To not try to counteract this political manipulation is almost more outrageous
than the political manipulation itself.

------
shashikiran
Thought Experiment:

Imagine a large cohort of reasonable, well intentioned, creative,
knowledgeable and empowered people came together and asked each other this
question:

How can we as Homo sapiens, organize society, design and deploy systems,
create technologies that allow us to live and pursue the lives that we want on
a day to day basis.

More urgently, how can we as well save ourselves from eventual but certain
destruction, in the event that we are too complacent to venture outside planet
earth, remaining fragile to cosmological scale events that other evolved
animals couldn't survive?

\--

Run a 1000 simulations in 2014 January, include whoever you think is smarter
than you or Obama - say Gates, Page, Musk, Zuckerberg, Jobs - Snowden, Theil,
Kurzweil, Hawking, Dawkins or anyone who you think is competent.

Solution: First - Invent the Nation State. Create ~200 Nations of random
sizes, resources, people, but create a bureaucratic institution that nobody
takes seriously called the UN. All nations will be treated equally. Then
create armies, spend billions on mutually assured destruction. Create a fake
crime called 'sedition', create concepts of espionage. Use the nation state to
justify everything, like a modern religion. Inspire democides and
dictatorships. Prevent access and create isolation. Prevent Spotify from
running anywhere, make ibooks store in most countrues have only titles without
book covers from the victorian era 'because they are in public domain'. Have
people blocked or restricted access to BBC because they are not in britain so
they can't appreciate a neuroscience documentary. Create visas and passports
and foreign embassies and diplomatic immunities. Restrict movement on land air
water and radio waves or optic fibres. Have people do paperwork to see Niagra
falls or prove their nationality before they are allowed to apply for a
ONLINEprogram...

Then finally restrict and kill access to knowledge, with NO paywalls.

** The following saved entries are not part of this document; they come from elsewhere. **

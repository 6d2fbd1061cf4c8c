//! Document input for the CLI.
//!
//! Documents arrive as UTF-8 text from an upstream parser. Files under
//! [`MMAP_THRESHOLD`] are read in one pass, larger ones through a read-only
//! memory map, and [`STDIN_PATH`] reads standard input.

// Memory mapping requires unsafe; the map is read-only and short-lived
#![allow(unsafe_code)]

use crate::error::{IoError, Result};
use memmap2::Mmap;
use std::fs::File;
use std::io::{ErrorKind, Read};
use std::path::{Path, PathBuf};
use tracing::debug;

/// Files at or above this size (1 MiB) are memory-mapped.
pub const MMAP_THRESHOLD: u64 = 1 << 20;

/// Largest document accepted (256 MiB).
pub const MAX_DOCUMENT_BYTES: u64 = 256 << 20;

/// Path value that selects stdin.
pub const STDIN_PATH: &str = "-";

/// An opened document file.
///
/// # Examples
///
/// ```no_run
/// use smartchunk::io::DocumentFile;
///
/// let text = DocumentFile::open("faq.txt")?.read_text()?;
/// # Ok::<(), smartchunk::Error>(())
/// ```
#[derive(Debug)]
pub struct DocumentFile {
    file: File,
    len: u64,
    path: PathBuf,
}

impl DocumentFile {
    /// Opens a document and checks its size.
    ///
    /// # Errors
    ///
    /// Returns [`IoError::FileNotFound`] for a missing path,
    /// [`IoError::TooLarge`] above [`MAX_DOCUMENT_BYTES`], and
    /// [`IoError::ReadFailed`] for any other OS error.
    pub fn open<P: AsRef<Path>>(path: P) -> Result<Self> {
        let path = path.as_ref().to_path_buf();
        let file = File::open(&path).map_err(|e| match e.kind() {
            ErrorKind::NotFound => IoError::FileNotFound {
                path: path.display().to_string(),
            },
            _ => read_failed(&path, &e),
        })?;

        let len = file.metadata().map_err(|e| read_failed(&path, &e))?.len();
        if len > MAX_DOCUMENT_BYTES {
            return Err(IoError::TooLarge {
                path: path.display().to_string(),
                size: len,
                limit: MAX_DOCUMENT_BYTES,
            }
            .into());
        }

        Ok(Self { file, len, path })
    }

    /// Size of the document in bytes.
    #[must_use]
    pub const fn len(&self) -> u64 {
        self.len
    }

    /// Whether the document is zero bytes long.
    #[must_use]
    pub const fn is_empty(&self) -> bool {
        self.len == 0
    }

    /// Path the document was opened from.
    #[must_use]
    pub fn path(&self) -> &Path {
        &self.path
    }

    /// Whether [`read_text`](Self::read_text) goes through a memory map.
    #[must_use]
    pub const fn is_mapped(&self) -> bool {
        self.len >= MMAP_THRESHOLD
    }

    /// Reads the whole document as text.
    ///
    /// # Errors
    ///
    /// Returns an error if reading or mapping fails, or the bytes are not
    /// UTF-8.
    pub fn read_text(&self) -> Result<String> {
        let bytes = if self.is_mapped() {
            self.map_bytes()?
        } else {
            self.read_bytes()?
        };
        debug!(
            path = %self.path.display(),
            bytes = bytes.len(),
            mapped = self.is_mapped(),
            "read document"
        );
        decode(&self.path, bytes)
    }

    fn map_bytes(&self) -> Result<Vec<u8>> {
        // Safety: the mapping is read-only and copied out before it drops
        let mmap = unsafe { Mmap::map(&self.file) }.map_err(|e| IoError::MmapFailed {
            path: self.path.display().to_string(),
            reason: e.to_string(),
        })?;
        Ok(mmap.to_vec())
    }

    fn read_bytes(&self) -> Result<Vec<u8>> {
        let mut bytes = Vec::with_capacity(usize::try_from(self.len).unwrap_or_default());
        (&self.file)
            .read_to_end(&mut bytes)
            .map_err(|e| read_failed(&self.path, &e))?;
        Ok(bytes)
    }
}

/// Reads a document from a path, or from stdin when the path is `-`.
///
/// # Errors
///
/// Returns an error if the input cannot be read or is not valid UTF-8.
pub fn read_input<P: AsRef<Path>>(path: P) -> Result<String> {
    let path = path.as_ref();
    if path.as_os_str() != STDIN_PATH {
        return DocumentFile::open(path)?.read_text();
    }

    let mut bytes = Vec::new();
    std::io::stdin()
        .lock()
        .read_to_end(&mut bytes)
        .map_err(|e| read_failed(path, &e))?;
    decode(path, bytes)
}

fn decode(path: &Path, bytes: Vec<u8>) -> Result<String> {
    String::from_utf8(bytes).map_err(|e| {
        IoError::InvalidUtf8 {
            path: path.display().to_string(),
            offset: e.utf8_error().valid_up_to(),
        }
        .into()
    })
}

fn read_failed(path: &Path, err: &std::io::Error) -> IoError {
    IoError::ReadFailed {
        path: path.display().to_string(),
        reason: err.to_string(),
    }
}
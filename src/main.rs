//! Binary entry point for smartchunk.
//!
//! Structure-aware Korean/English document chunking for RAG pipelines.

#![allow(clippy::print_stdout, clippy::print_stderr)]

use clap::Parser;
use smartchunk::cli::output::{OutputFormat, format_error};
use smartchunk::cli::{Cli, execute};
use std::io::{self, Write};
use std::process::ExitCode;
use tracing_subscriber::EnvFilter;

fn main() -> ExitCode {
    let cli = Cli::parse();
    init_tracing(cli.verbose);
    let format = OutputFormat::parse(&cli.format);

    match execute(&cli) {
        Ok(output) => {
            if !output.is_empty() {
                // Handle broken pipe gracefully (e.g., when piped to `head` or `jq`)
                if let Err(e) = write!(io::stdout(), "{output}")
                    && e.kind() != io::ErrorKind::BrokenPipe
                {
                    eprintln!("Error writing to stdout: {e}");
                    return ExitCode::FAILURE;
                }
            }
            ExitCode::SUCCESS
        }
        Err(e) => {
            let error_output = format_error(&e, format);
            match format {
                OutputFormat::Json => {
                    // JSON errors go to stdout for programmatic parsing
                    print!("{error_output}");
                }
                OutputFormat::Text => {
                    eprintln!("Error: {error_output}");
                }
            }
            ExitCode::FAILURE
        }
    }
}

/// Logs to stderr; `RUST_LOG` wins over the `--verbose` default.
fn init_tracing(verbose: bool) {
    let default = if verbose { "smartchunk=debug" } else { "warn" };
    let filter = EnvFilter::try_from_default_env().unwrap_or_else(|_| EnvFilter::new(default));
    tracing_subscriber::fmt()
        .with_env_filter(filter)
        .with_writer(io::stderr)
        .with_target(false)
        .init();
}
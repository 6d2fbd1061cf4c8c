//! Chunking pipeline for smartchunk.
//!
//! Turns a plain-text document into scored, retrieval-ready chunks:
//!
//! - **Config**: caller options and their resolution to concrete sizes
//! - **Splitter**: structural units, sentence grouping and overlap
//! - **Smart**: the orchestrator tying analysis, splitting and scoring together
//! - **Parallel**: rayon-backed batch chunking over many documents
//! - **Report**: document-level summary of a chunking run

pub mod config;
pub mod parallel;
pub mod report;
pub mod smart;
pub mod splitter;
pub mod traits;

pub use config::{ChunkingOptions, ResolvedConfig, default_chunk_size, resolve_config};
pub use parallel::{ParallelChunker, chunk_documents};
pub use report::{ChunkingReport, summarize};
pub use smart::{SmartChunker, smart_chunk, smart_chunk_async};
pub use splitter::{RawChunk, split};
pub use traits::Chunker;

/// Default chunk size in characters.
pub const DEFAULT_CHUNK_SIZE: usize = 500;

/// Default overlap size in characters.
pub const DEFAULT_OVERLAP: usize = 50;

/// Smallest chunk size a configuration is clamped to.
pub const MIN_CHUNK_SIZE: usize = 50;

/// Largest chunk size a configuration is clamped to.
pub const MAX_CHUNK_SIZE: usize = 100_000;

Can someone please tell me if they think this solution would show up?

Common, we have to recognize that the best invention since the wheel was not a
stupid technology like the nation-state. Even if it was, this is ample proof
that we've lived with it to a point where it's maladaptive. I hope we can see
the writing on the wall and convince ourselves that we need to dissolve and
bury this human invention, like most religions.

Our survival is literally at hand.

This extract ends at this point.